Les comportements reprochés à Mme [Y] comme les manifestations d'une défiance et d'une insubordination à l'égard du président de l'association, qui constituent le grief le plus détaillé, sont caractérisés comme suit :
« Vous ne respectez pas le lien de subordination auquel est soumis tout salarié, quel que soit son niveau hiérarchique.
Vous avez refusé délibérément d'organiser une réunion demandée par moi-même par mail du 26 octobre 2018. Je vous demandais de réunir le personnel encadrant le 29 octobre 2018 à 14 heures pour délibérer collégialement sur un problème de maltraitance d'un AS de nuit.

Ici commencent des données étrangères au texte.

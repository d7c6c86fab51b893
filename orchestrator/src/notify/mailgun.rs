//! Mailgun-style HTTP mail API

use std::sync::Arc;
use std::time::Duration;

use async_trait::async_trait;
use secrecy::{ExposeSecret, SecretString};
use tracing::{debug, error};

use crate::errors::OrchestratorError;
use crate::notify::{DeliveryOutcome, EmailMessage, Mailer};
use crate::storage::kv::{KeyValueStore, MAIL_API_KEY, MAIL_DOMAIN, MAIL_FROM};

/// Sends through `POST {base}/{domain}/messages` with basic auth `api:<key>`.
/// Credentials come from the settings store on each send.
pub struct MailgunMailer {
    client: reqwest::Client,
    base_url: String,
    kv: Arc<dyn KeyValueStore>,
}

/// Send domain: explicit setting, else the domain of the sender address
pub fn resolve_domain(mail_domain: Option<&str>, mail_from: Option<&str>) -> Option<String> {
    if let Some(domain) = mail_domain.map(str::trim).filter(|d| !d.is_empty()) {
        return Some(domain.to_string());
    }
    mail_from
        .and_then(|from| from.rsplit_once('@'))
        .map(|(_, domain)| domain.trim().trim_end_matches('>').to_string())
        .filter(|domain| !domain.is_empty())
}

impl MailgunMailer {
    pub fn new(base_url: &str, kv: Arc<dyn KeyValueStore>) -> Result<Self, OrchestratorError> {
        let client = reqwest::Client::builder()
            .timeout(Duration::from_secs(30))
            .build()?;
        Ok(Self {
            client,
            base_url: base_url.trim_end_matches('/').to_string(),
            kv,
        })
    }
}

#[async_trait]
impl Mailer for MailgunMailer {
    async fn send(&self, message: &EmailMessage) -> Result<DeliveryOutcome, OrchestratorError> {
        let Some(api_key) = self.kv.get(MAIL_API_KEY).await?.map(SecretString::from) else {
            return Ok(DeliveryOutcome::Skipped("no mail API key".to_string()));
        };
        let from = self.kv.get(MAIL_FROM).await?;
        let domain = self.kv.get(MAIL_DOMAIN).await?;
        let Some(domain) = resolve_domain(domain.as_deref(), from.as_deref()) else {
            return Ok(DeliveryOutcome::Skipped("no mail send domain".to_string()));
        };
        let from = from.unwrap_or_else(|| format!("optimizerd@{}", domain));

        let url = format!("{}/{}/messages", self.base_url, domain);
        debug!("POST {} (to {})", url, message.to);

        let response = self
            .client
            .post(&url)
            .basic_auth("api", Some(api_key.expose_secret()))
            .form(&[
                ("from", from.as_str()),
                ("to", message.to.as_str()),
                ("subject", message.subject.as_str()),
                ("text", message.text.as_str()),
            ])
            .send()
            .await?;

        if !response.status().is_success() {
            let status = response.status();
            let body = response.text().await.unwrap_or_default();
            error!("Mail API POST failed: {} - {}", status, body);
            return Err(OrchestratorError::Notification(format!("{}: {}", status, body)));
        }

        Ok(DeliveryOutcome::Sent)
    }
}
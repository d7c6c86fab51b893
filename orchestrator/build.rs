//! Build script for optimizerd
//! Captures build-time metadata for version info

use chrono::Utc;
use std::process::Command;

fn main() {
    let git_hash = Command::new("git")
        .args(["rev-parse", "--short", "HEAD"])
        .output()
        .ok()
        .filter(|output| output.status.success())
        .and_then(|output| String::from_utf8(output.stdout).ok())
        .map(|s| s.trim().to_string())
        .filter(|s| !s.is_empty())
        .unwrap_or_else(|| "unknown".to_string());

    let build_time = Utc::now().format("%Y-%m-%d %H:%M:%S UTC").to_string();

    println!("cargo:rustc-env=GIT_HASH={}", git_hash);
    println!("cargo:rustc-env=BUILD_TIME={}", build_time);
    println!("cargo:rerun-if-changed=.git/HEAD");
}
//! Job lifecycle: records, state machine, durable store, the background
//! driver and the stale-job reconciler

pub mod archive;
pub mod context;
pub mod dependencies;
pub mod driver;
pub mod fsm;
pub mod manager;
pub mod model;
pub mod persist;
pub mod reconcile;
pub mod runtime;
pub mod script;
pub mod store;
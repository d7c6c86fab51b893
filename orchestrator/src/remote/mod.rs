//! Remote execution channel
//!
//! One SSH transport, three modes: synchronous commands, acknowledged
//! detached launches and SFTP file transfer with ranged tail reads.

pub mod ack;
pub mod exec;
pub mod session;
pub mod sftp;
pub mod tail;

use std::fmt;
use std::path::Path;
use std::time::Duration;

use async_trait::async_trait;
use secrecy::SecretString;

use crate::errors::OrchestratorError;
use exec::CommandOutput;

/// Where and as whom to connect
#[derive(Debug, Clone, PartialEq, Eq)]
pub struct SshTarget {
    pub host: String,
    pub port: u16,
    pub user: String,
}

impl SshTarget {
    pub fn new(host: impl Into<String>, port: u16, user: impl Into<String>) -> Self {
        Self {
            host: host.into(),
            port,
            user: user.into(),
        }
    }
}

impl fmt::Display for SshTarget {
    fn fmt(&self, f: &mut fmt::Formatter<'_>) -> fmt::Result {
        write!(f, "{}@{}:{}", self.user, self.host, self.port)
    }
}

/// An authenticated session to a VM
#[async_trait]
pub trait RemoteSession: Send + Sync {
    /// Run `script` under strict shell options; non-zero exit is an error
    async fn exec(&self, label: &str, script: &str) -> Result<CommandOutput, OrchestratorError>;

    /// Run a launch script that backgrounds its work, and wait for the
    /// acknowledgment token it prints once the process is running
    async fn exec_detached(
        &self,
        label: &str,
        launch: &str,
        ack_timeout: Duration,
    ) -> Result<(), OrchestratorError>;

    /// Copy a local file to `remote_path`; returns bytes written
    async fn upload_file(&self, local: &Path, remote_path: &str) -> Result<u64, OrchestratorError>;

    /// Write `contents` to `remote_path`
    async fn upload_bytes(&self, contents: &[u8], remote_path: &str) -> Result<(), OrchestratorError>;

    /// At most the last `max_bytes` of `remote_path`, plus whether the file
    /// was longer than that
    async fn read_tail(
        &self,
        remote_path: &str,
        max_bytes: u64,
    ) -> Result<(Vec<u8>, bool), OrchestratorError>;

    async fn close(&self);
}

/// Opens sessions; the seam tests replace
#[async_trait]
pub trait RemoteConnector: Send + Sync {
    async fn connect(
        &self,
        target: &SshTarget,
        private_key: &SecretString,
    ) -> Result<Box<dyn RemoteSession>, OrchestratorError>;
}
//! Application state management

use std::sync::Arc;
use std::time::Duration;

use tracing::{info, warn};

use crate::cloud::hetzner::HetznerClient;
use crate::errors::OrchestratorError;
use crate::jobs::context::JobContext;
use crate::jobs::dependencies::NoDependencies;
use crate::jobs::manager::JobManager;
use crate::jobs::persist::DebouncedPersister;
use crate::jobs::reconcile::Reconciler;
use crate::jobs::store::{Flush, JobStore};
use crate::keys::provider;
use crate::notify::mailgun::MailgunMailer;
use crate::remote::session::SshConnector;
use crate::storage::kv::{JsonKvStore, KeyValueStore};
use crate::storage::layout::StorageLayout;
use crate::storage::settings::Settings;

/// Main application state
pub struct AppState {
    pub settings: Arc<Settings>,

    /// Shared collaborators of drivers, the reconciler and the manager
    pub context: Arc<JobContext>,

    pub reconciler: Arc<Reconciler>,

    pub manager: Arc<JobManager>,
}

impl AppState {
    /// Open the stores and build the production clients
    pub async fn init(settings: Settings, layout: &StorageLayout) -> Result<Self, OrchestratorError> {
        info!("Initializing application state...");
        layout.setup().await?;

        let settings = Arc::new(settings);
        let kv: Arc<dyn KeyValueStore> = Arc::new(JsonKvStore::open(layout.kv_file()).await?);

        let store = Arc::new(JobStore::load(layout.jobs_file()).await?);
        let flush: Arc<dyn Flush> = store.clone();
        let persister = Arc::new(DebouncedPersister::new(flush, settings.persist_debounce()));

        match provider::ensure_key_pair(kv.as_ref()).await {
            Ok(status) if status.is_usable() => info!("SSH key pair: {:?}", status),
            Ok(status) => warn!("No usable SSH key pair ({:?}); jobs will fail at waiting-for-ssh", status),
            Err(e) => warn!("Could not ensure SSH key pair: {}", e),
        }

        let context = Arc::new(JobContext {
            settings: settings.clone(),
            store,
            persister,
            cloud: Arc::new(HetznerClient::new(&settings.cloud.api_base_url, kv.clone())?),
            connector: Arc::new(SshConnector::new(Duration::from_secs(
                settings.timeouts.ssh_handshake_secs,
            ))),
            kv: kv.clone(),
            mailer: Arc::new(MailgunMailer::new(&settings.mail.api_base_url, kv)?),
            dependencies: Arc::new(NoDependencies),
            temp_dir: layout.temp_dir().path().to_path_buf(),
        });

        Ok(Self::from_context(context))
    }

    /// Wire the reconciler and manager around an existing context
    pub fn from_context(context: Arc<JobContext>) -> Self {
        let reconciler = Arc::new(Reconciler::new(context.clone()));
        let manager = Arc::new(JobManager::new(context.clone(), reconciler.clone()));
        Self {
            settings: context.settings.clone(),
            context,
            reconciler,
            manager,
        }
    }

    /// Write out everything still waiting in the debounce window
    pub async fn shutdown(&self) -> Result<(), OrchestratorError> {
        info!(
            "Shutting down application state, {} job writes pending",
            self.context.persister.pending_count()
        );
        self.context.persister.flush_all().await
    }
}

Vous avez maintenu depuis votre prise de fonction de directrice une caisse occulte avec une comptabilité non officielle. Cette caisse était gérée par des salariés de l'EHPAD avec votre assentiment pendant leurs heures de travail. Elle servait à l'achat de matériaux pour l'animation, activité entrant dans le cadre de l'occupationnel des résidents. Agissant ainsi les administrateurs n'ont pas pu avoir l'exactitude des entrées et des sorties de fonds pour l'activité de l'établissement et le commissaire aux comptes n'a pas su l'existence de ces fonds.
L'EHPAD est un établissement participant au service public et pour son contrôle financier sous la tutelle de l'ARS et du Conseil départemental. Ces fonds étaient conservés dans un coffre-fort appartenant à l'établissement et ainsi mis à leur disposition.
J'ai eu connaissance de cette caisse le 28 août 2018 et ai immédiatement fait régulariser en intégrant les fonds dans la comptabilité de l'EHPAD, ce qui est totalement conforme aux règles comptables.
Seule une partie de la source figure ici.